El transportista apretó los dientes.

—Tus bromas no me divierten.

—Te espera un porvenir difícil, querido.

—No tienes derecho a destruir nuestra existencia; ¿acaso no hemos vivido juntos nuestros más hermosos años?

—Pero ¿tienes algún sentimiento?

—Somos cómplices desde hace mucho tiempo.

—Tú has quebrado nuestra alianza. El divorcio es la única solución.

—¿Imaginas el escándalo?

—Lo prefiero al ridículo. Te perjudicará a ti, a mí no; yo apareceré, con razón, como una victima.

—Es una actitud insensata. Acepta mis excusas y sigamos poniendo buena cara.

—Me has ultrajado, Denes.

—No era mi intención, ya lo sabes. Somos socios, querida; si me arruinas, corres hacia tu perdición. Nuestros asuntos están tan mezclados que es imposible una ruptura brutal.
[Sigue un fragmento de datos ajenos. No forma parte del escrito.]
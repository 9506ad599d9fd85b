//! Reference data loading from files on disk

use riskcheck_ai::screener::{screen, ScreenerConfig};
use riskcheck_ai::taxonomy::{ReferenceData, ReferencePaths};
use riskcheck_ai::types::Grade;
use std::path::Path;
use tempfile::TempDir;

fn write(dir: &Path, name: &str, content: &str) -> std::path::PathBuf {
    let path = dir.join(name);
    std::fs::write(&path, content).unwrap();
    path
}

#[test]
fn test_source_without_marker_has_tags_but_no_sub_tags() {
    let dir = TempDir::new().unwrap();
    let taxonomy = write(
        dir.path(),
        "tags.csv",
        "タグ1,定義,リスク\n差別表現,人種や性別に基づく差別,2\n人種差別,人種に基づく偏見,1\n",
    );

    let data = ReferenceData::load(&ReferencePaths {
        taxonomy: Some(taxonomy),
        ..ReferencePaths::default()
    });

    assert_eq!(data.taxonomy.tags().len(), 2);
    assert!(data.taxonomy.find_tag("差別表現").is_some());
    assert_eq!(data.taxonomy.sub_tag_count(), 0);
}

#[test]
fn test_all_sources_load_and_feed_the_screener() {
    let dir = TempDir::new().unwrap();
    let paths = ReferencePaths {
        taxonomy: Some(write(
            dir.path(),
            "tags.csv",
            "tag,definition,risk\n誇大広告,No.1 / 最高,2\n,,\n誇大広告,定義,\n最上級表現,業界最高,1\n",
        )),
        incidents: Some(write(
            dir.path(),
            "incidents.csv",
            "発火要因,タグ１,細分化タグ\n女は家事だけしていればいい,ジェンダー表現,性別役割\n",
        )),
        legal: Some(write(dir.path(), "legal.txt", "景品表示法 第5条 優良誤認表示の禁止")),
        social_cases: None,
    };

    let data = ReferenceData::load(&paths);
    assert_eq!(data.incidents.len(), 1);
    assert_eq!(data.taxonomy.risk_weight("最上級表現"), Some(1));
    assert!(data.legal_corpus.contains("景品表示法"));
    assert!(data.digests.incidents.contains("女は家事だけしていればいい"));
    assert!(data.digests.social_cases.contains("not configured"));

    let candidates = screen(&data, "業界最高の品質", "", &ScreenerConfig::default());
    let tag = candidates.iter().find(|t| t.name == "誇大広告").unwrap();
    // Tag weight 2 grades D; the weight-1 sub-tag grades E
    assert_eq!(tag.grade, Grade::D);
    let sub = tag
        .related_sub_tags
        .iter()
        .find(|s| s.name == "最上級表現")
        .unwrap();
    assert_eq!(sub.grade, Grade::E);
}

#[test]
fn test_missing_sources_degrade_to_empty() {
    let dir = TempDir::new().unwrap();
    let data = ReferenceData::load(&ReferencePaths {
        taxonomy: Some(dir.path().join("absent.csv")),
        incidents: Some(dir.path().join("absent_incidents.csv")),
        legal: Some(dir.path().join("absent.txt")),
        social_cases: None,
    });
    assert!(data.taxonomy.is_empty());
    assert!(data.incidents.is_empty());
    assert!(data.digests.tag_list.contains("not found"));
    assert!(screen(&data, "anything", "", &ScreenerConfig::default()).is_empty());
}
—Los conozco mejor que tú. Tú pasas el tiempo presumiendo, yo trabajando.

—No olvides que me esperan altos destinos. ¿No deseas compartirlos?

—Sé más claro.

—Esto sólo es una tormenta, querida; ¿qué pareja no las vive?

—Me creí al abrigo de ese tipo de intemperies.

—Hagamos una tregua para evitar cualquier precipitación. Nos perjudicaría. Un roedor como la tal Tapeni se sentiría muy feliz socavando un edificio pacientemente construido.